If I click on something else to de-highlight the
first, the second item will be highlighted".
(xorg and/or mouse driver/option/setting?)



IGNORE THIS THREAD MAYBE:
...
keyboard with ps/2 touchpad: super
new (newer) (Same) keyboard: okay except serial > ps/2 (cord adapter
same keyboard): xorg very erratic (trackman mouse today on
that part of it).  Serial xorg.conf tested a few hours, failed
so far.  No solutions in sight.  
...
Wanting the keyboard-touchpad rather than the mouse(trackman) because
stuff can be done 120 percent quicker... both suffice though.



Symptom:  After a certain amount of time, a few tabs open,
traversing the mouse pointer to a new location:
anything it passed over was "auto clicked", in the
extreme, so by the time it passed over 5 links to get to the
new tab to open, each tab had been opened (as if clicked on)
and a link on the *new* page had been clicked (as if clicked on)

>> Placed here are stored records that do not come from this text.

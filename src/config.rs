//! 配置加载 - 从环境变量读取密钥和可选项
//!
//! 三个必需密钥缺任何一个都是启动致命错误（进程退出，不进入轮询循环）。

use std::env;

/// 默认轮询间隔（秒）
pub const DEFAULT_RETRY_SECS: u64 = 600;

/// 默认 HTTP 请求超时（秒）
pub const DEFAULT_TIMEOUT_SECS: u64 = 30;

/// 默认作业状态 API 端点
pub const DEFAULT_ENDPOINT: &str = "https://practicum.yandex.ru/api/user_api/homework_statuses/";

/// 进程配置
#[derive(Debug, Clone)]
pub struct Config {
    /// Practicum API OAuth token
    pub practicum_token: String,
    /// Telegram Bot token
    pub telegram_token: String,
    /// 目标 chat ID
    pub telegram_chat_id: String,
    /// 作业状态 API 端点
    pub endpoint: String,
    /// 轮询间隔（秒）
    pub retry_secs: u64,
    /// HTTP 请求超时（秒）
    pub timeout_secs: u64,
}

impl Config {
    /// 从环境变量构建配置
    ///
    /// 必需：`PRACTICUM_TOKEN`、`TELEGRAM_TOKEN`、`TELEGRAM_CHAT_ID`。
    /// 可选：`PRACTICUM_ENDPOINT` 覆盖默认端点。
    pub fn from_env() -> Result<Self, String> {
        let mut missing = Vec::new();
        let practicum_token = require_var("PRACTICUM_TOKEN", &mut missing);
        let telegram_token = require_var("TELEGRAM_TOKEN", &mut missing);
        let telegram_chat_id = require_var("TELEGRAM_CHAT_ID", &mut missing);

        if !missing.is_empty() {
            return Err(format!(
                "missing required environment variables: {}",
                missing.join(", ")
            ));
        }

        Ok(Self {
            practicum_token,
            telegram_token,
            telegram_chat_id,
            endpoint: env::var("PRACTICUM_ENDPOINT")
                .unwrap_or_else(|_| DEFAULT_ENDPOINT.to_string()),
            retry_secs: DEFAULT_RETRY_SECS,
            timeout_secs: DEFAULT_TIMEOUT_SECS,
        })
    }
}

fn require_var(name: &'static str, missing: &mut Vec<&'static str>) -> String {
    match env::var(name) {
        Ok(value) if !value.is_empty() => value,
        // 空字符串等同于缺失
        _ => {
            missing.push(name);
            String::new()
        }
    }
}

etc etc so what was ONE set of tabs became a whole NEW set of
opened tabs, with dialog boxes strobe-ing endlessly,
necessitating a cntl-alt-f1 (?) to exit X.
...
I've only had a minute or two to test, but libdrm was reinstalled
more recently than xorg-server; reinstalling the latter *may* have
fixed the issue.  I'll know more in a few days...  the problem had
been with any browser OR xterm OR keyboard OR window manager...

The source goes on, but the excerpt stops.